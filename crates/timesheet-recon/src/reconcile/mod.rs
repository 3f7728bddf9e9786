//! Reconciling primary timesheet lines against secondary project time actuals.

mod window;

pub use window::{SecondaryIndex, Window};

use std::collections::HashSet;

use crate::filter::StatusPolicy;
use crate::identity::{Identity, IdentityResolver};
use crate::parse;
use crate::record::{IdentityMapping, PrimaryRecord, SecondaryEntry};
use crate::report::{FlaggedRow, ReconciliationRow, Report};
use crate::{Decimal, Diagnostic, ReconcileConfig, Result, Table};

/// The three exports a run consumes, with the mapping split into its segments.
#[derive(Debug, Clone)]
pub struct InputTables {
    pub primary: Table,
    pub mapping_active: Table,
    pub mapping_inactive: Table,
    pub secondary: Table,
}

impl ReconcileConfig {
    /// Run the reconciliation. Fails only on structural problems such as a
    /// missing column; row-level problems end up in [`Report::diagnostics`].
    pub fn reconcile(&self, tables: &InputTables) -> Result<Report> {
        self.validate()?;

        let columns = &self.columns;
        let mut diagnostics: Vec<Diagnostic> = [
            &tables.primary,
            &tables.mapping_active,
            &tables.mapping_inactive,
            &tables.secondary,
        ]
        .into_iter()
        .flat_map(Table::encoding_diagnostics)
        .collect();

        let primary = PrimaryRecord::from_table(&tables.primary, columns, &mut diagnostics)?;
        let active = IdentityMapping::from_table(&tables.mapping_active, columns, &mut diagnostics)?;
        let inactive =
            IdentityMapping::from_table(&tables.mapping_inactive, columns, &mut diagnostics)?;
        let secondary = SecondaryEntry::from_table(&tables.secondary, columns, &mut diagnostics)?;
        tracing::debug!("{} primary rows, {} secondary rows", primary.len(), secondary.len());

        let resolver = IdentityResolver::new(
            [
                (columns.active_segment.as_str(), active),
                (columns.inactive_segment.as_str(), inactive),
            ],
            &mut diagnostics,
        );

        let reconcilable = StatusPolicy::reconciliation(self).select(&primary);
        let flagged = StatusPolicy::flagged(self).select(&primary);
        tracing::debug!(
            "{} rows to reconcile, {} flagged",
            reconcilable.len(),
            flagged.len()
        );

        report_unresolved(
            &resolver,
            reconcilable.iter().chain(&flagged).copied(),
            &mut diagnostics,
        );

        let index = SecondaryIndex::new(&secondary);
        let reconciliation = reconcilable
            .iter()
            .map(|record| {
                let identity = resolve(&resolver, record);
                let secondary_hours = self.matched_hours(&index, record, identity);
                aggregate(record, identity, secondary_hours)
            })
            .collect();

        let flagged = flagged
            .iter()
            .map(|record| flag(record, resolve(&resolver, record)))
            .collect();

        Ok(Report {
            reconciliation,
            flagged,
            diagnostics,
            tolerance: self.discrepancy_tolerance,
        })
    }

    fn matched_hours(
        &self,
        index: &SecondaryIndex<'_>,
        record: &PrimaryRecord,
        identity: Option<Identity<'_>>,
    ) -> Decimal {
        let Some(email) = identity.and_then(|identity| identity.email) else {
            return Decimal::ZERO;
        };
        let Some(window) = record
            .period_start
            .and_then(|start| Window::anchored_at(start, self.window_days))
        else {
            return Decimal::ZERO;
        };

        index
            .matching(&parse::email_key(email), window)
            .filter_map(|entry| entry.billable_hours)
            .fold(Decimal::ZERO, Decimal::saturating_add)
    }
}

fn resolve<'r>(resolver: &'r IdentityResolver, record: &PrimaryRecord) -> Option<Identity<'r>> {
    record
        .resource_id
        .as_deref()
        .and_then(|staff_id| resolver.resolve(staff_id))
}

fn aggregate(
    record: &PrimaryRecord,
    identity: Option<Identity<'_>>,
    secondary_hours: Decimal,
) -> ReconciliationRow {
    let primary_hours = record.units_consumed.unwrap_or_default();
    ReconciliationRow {
        name: record.resource_name.clone(),
        staff_id: record.resource_id.clone(),
        email: identity.and_then(|i| i.email).map(ToOwned::to_owned),
        owner: identity.and_then(|i| i.owner).map(ToOwned::to_owned),
        period_start: record.period_start,
        primary_hours,
        secondary_hours,
        discrepancy: primary_hours.saturating_sub(secondary_hours),
    }
}

fn flag(record: &PrimaryRecord, identity: Option<Identity<'_>>) -> FlaggedRow {
    FlaggedRow {
        name: record.resource_name.clone(),
        staff_id: record.resource_id.clone(),
        email: identity.and_then(|i| i.email).map(ToOwned::to_owned),
        owner: identity.and_then(|i| i.owner).map(ToOwned::to_owned),
        period_start: record.period_start,
        primary_hours: record.units_consumed.unwrap_or_default(),
        status: record.status.clone(),
    }
}

// One diagnostic per staff id, in order of first appearance.
fn report_unresolved<'r>(
    resolver: &IdentityResolver,
    records: impl IntoIterator<Item = &'r PrimaryRecord>,
    diagnostics: &mut Vec<Diagnostic>,
) {
    let mut seen = HashSet::new();
    for staff_id in records.into_iter().filter_map(|record| record.resource_id.as_deref()) {
        if resolver.resolve(staff_id).is_none() && seen.insert(staff_id) {
            diagnostics.push(Diagnostic::UnresolvedIdentity {
                staff_id: staff_id.to_owned(),
            });
        }
    }
}
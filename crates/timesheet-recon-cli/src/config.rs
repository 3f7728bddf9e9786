use anyhow::{Context, Result};
use serde::Deserialize;
use std::path::{Path, PathBuf};
use timesheet_recon::ReconcileConfig;

use crate::output::OutputFormat;

#[derive(Debug, Default, Deserialize)]
#[serde(deny_unknown_fields)]
pub struct ConfigInputs {
    pub primary: Option<PathBuf>,
    /// Workbook holding both mapping segments as named sheets.
    pub mapping: Option<PathBuf>,
    pub mapping_active: Option<PathBuf>,
    pub mapping_inactive: Option<PathBuf>,
    pub secondary: Option<PathBuf>,
}

#[derive(Debug, Default, Deserialize)]
#[serde(deny_unknown_fields)]
pub struct Config {
    #[serde(default)]
    pub inputs: ConfigInputs,
    pub output_dir: Option<PathBuf>,
    pub output_format: Option<OutputFormat>,
    #[serde(default)]
    pub reconcile: ReconcileConfig,
}

impl Config {
    pub fn load_from_file(path: &Path) -> Result<(PathBuf, Self)> {
        let base_dir = path.parent().map(ToOwned::to_owned).unwrap_or_default();

        let contents = std::fs::read_to_string(path)
            .with_context(|| format!("Failed to read config file: {}", path.display()))?;

        let mut config: Config = toml::from_str(&contents)
            .with_context(|| format!("Failed to parse config file: {}", path.display()))?;
        config.resolve_paths(&base_dir);

        Ok((base_dir, config))
    }

    pub fn find_and_load() -> Result<Option<(PathBuf, Self)>> {
        let config_locations = [
            Path::new("timesheet-recon.toml"),
            Path::new(".timesheet-recon.toml"),
        ];

        for location in &config_locations {
            if location.exists() {
                return Self::load_from_file(location).map(Some);
            }
        }

        Ok(None)
    }

    // Paths in the config file are relative to the file itself.
    fn resolve_paths(&mut self, base_dir: &Path) {
        let inputs = &mut self.inputs;
        for path in [
            &mut inputs.primary,
            &mut inputs.mapping,
            &mut inputs.mapping_active,
            &mut inputs.mapping_inactive,
            &mut inputs.secondary,
            &mut self.output_dir,
        ]
        .into_iter()
        .flatten()
        {
            if path.is_relative() {
                *path = base_dir.join(&*path);
            }
        }
    }
}
mod config;
mod output;
mod show;

use std::path::{Path, PathBuf};

use anyhow::{Context, Result};
use clap::{Args as ClapArgs, CommandFactory as _, Parser, Subcommand};
use timesheet_recon::{Diagnostic, InputTables, Report, Severity, Table};

use config::Config;
use output::OutputFormat;

#[derive(Parser)]
#[command(
    name = "timesheet-recon",
    about = "Reconcile timesheet exports against project time actuals"
)]
#[command(disable_help_subcommand = true)]
struct Args {
    /// Config file. Defaults to timesheet-recon.toml in the working directory.
    #[arg(short, long, global = true)]
    config: Option<PathBuf>,

    #[command(flatten)]
    files: FileArgs,

    #[command(subcommand)]
    command: Option<Commands>,
}

#[derive(ClapArgs)]
struct FileArgs {
    /// Primary timesheet export (xlsx or CSV)
    #[arg(short, long, global = true)]
    primary: Option<PathBuf>,

    /// Mapping workbook with one sheet per segment (xlsx or xlsb)
    #[arg(
        short,
        long,
        global = true,
        conflicts_with_all = ["mapping_active", "mapping_inactive"]
    )]
    mapping: Option<PathBuf>,

    /// Mapping segment of active staff, instead of --mapping
    #[arg(long, global = true)]
    mapping_active: Option<PathBuf>,

    /// Mapping segment of inactive staff, instead of --mapping
    #[arg(long, global = true)]
    mapping_inactive: Option<PathBuf>,

    /// Secondary project time actuals export (xlsx or CSV)
    #[arg(short, long, global = true)]
    secondary: Option<PathBuf>,
}

#[derive(Subcommand)]
enum Commands {
    /// Write the reconciliation report files (default)
    Run {
        /// Directory the report files are written to
        #[arg(short, long)]
        output_dir: Option<PathBuf>,

        /// Report file format
        #[arg(short, long, value_enum)]
        format: Option<OutputFormat>,
    },
    /// Print discrepancies and flagged timesheets and exit
    Show,
}

pub fn run(args: impl IntoIterator<Item = String>) -> Result<()> {
    let env_filter = tracing_subscriber::EnvFilter::try_from_default_env()
        .unwrap_or_else(|_| "timesheet_recon=info,timesheet_recon_cli=info".into());
    tracing_subscriber::fmt().with_env_filter(env_filter).init();

    clap_complete::CompleteEnv::with_factory(Args::command).complete();

    let args = Args::parse_from(args);
    let config = match &args.config {
        Some(path) => Config::load_from_file(path)?.1,
        None => Config::find_and_load()?
            .map(|(_, config)| config)
            .unwrap_or_default(),
    };

    let tables = read_tables(&args.files, &config)?;
    let report = config.reconcile.reconcile(&tables)?;
    log_diagnostics(&report.diagnostics);

    let command = args.command.unwrap_or(Commands::Run {
        output_dir: None,
        format: None,
    });
    match command {
        Commands::Show => show::show_discrepancies(&report),
        Commands::Run { output_dir, format } => {
            let output_dir = output_dir
                .or(config.output_dir)
                .unwrap_or_else(|| PathBuf::from("output"));
            let format = format.or(config.output_format).unwrap_or_default();
            write_report(&report, &output_dir, format)?;
        }
    }

    Ok(())
}

fn read_tables(files: &FileArgs, config: &Config) -> Result<InputTables> {
    let columns = &config.reconcile.columns;
    let inputs = &config.inputs;

    let primary = input_path(&files.primary, &inputs.primary, "primary")?;
    let secondary = input_path(&files.secondary, &inputs.secondary, "secondary")?;

    tracing::info!("Reading input files...");
    let (mapping_active, mapping_inactive) =
        match files.mapping.as_deref().or(inputs.mapping.as_deref()) {
            Some(workbook) => (
                read_sheet(&columns.active_segment, workbook)?,
                read_sheet(&columns.inactive_segment, workbook)?,
            ),
            None => {
                let active = input_path(
                    &files.mapping_active,
                    &inputs.mapping_active,
                    "mapping-active",
                )
                .context("Pass --mapping <workbook> or both mapping segment files")?;
                let inactive = input_path(
                    &files.mapping_inactive,
                    &inputs.mapping_inactive,
                    "mapping-inactive",
                )
                .context("Pass --mapping <workbook> or both mapping segment files")?;
                (
                    read_table(&columns.active_segment, active)?,
                    read_table(&columns.inactive_segment, inactive)?,
                )
            }
        };

    Ok(InputTables {
        primary: read_table("primary", primary)?,
        mapping_active,
        mapping_inactive,
        secondary: read_table("secondary", secondary)?,
    })
}

fn input_path<'a>(
    arg: &'a Option<PathBuf>,
    configured: &'a Option<PathBuf>,
    name: &str,
) -> Result<&'a Path> {
    arg.as_deref()
        .or(configured.as_deref())
        .with_context(|| format!("No {name} file given: pass --{name} or set it in [inputs]"))
}

fn read_table(name: &str, path: &Path) -> Result<Table> {
    let table = Table::read(name, path)
        .with_context(|| format!("Failed to read {name} file: {}", path.display()))?;
    tracing::info!("{}: {} rows", name, table.len());
    Ok(table)
}

// A mapping segment is the sheet named after it.
fn read_sheet(segment: &str, workbook: &Path) -> Result<Table> {
    let table = Table::read_sheet(segment, workbook, Some(segment))
        .with_context(|| format!("Failed to read mapping workbook: {}", workbook.display()))?;
    tracing::info!("{}: {} rows", segment, table.len());
    Ok(table)
}

fn log_diagnostics(diagnostics: &[Diagnostic]) {
    for diagnostic in diagnostics {
        match diagnostic.severity() {
            Severity::Warning => tracing::warn!("{diagnostic}"),
            Severity::Info => tracing::info!("{diagnostic}"),
        }
    }
}

fn write_report(report: &Report, output_dir: &Path, format: OutputFormat) -> Result<()> {
    tracing::info!("Generating report...");
    let timestamp = chrono::Local::now().format("%Y%m%d_%H%M%S").to_string();
    let files = output::write_report(report, output_dir, &timestamp, format)?;
    for file in &files {
        tracing::info!("Report written to {}", file.display());
    }
    show::print_summary(&report.summary());
    Ok(())
}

════

The task: Pull out the lines above in which the word "FileArgs" appears.

Task result:
    files: FileArgs,
struct FileArgs {
fn read_tables(files: &FileArgs, config: &Config) -> Result<InputTables> {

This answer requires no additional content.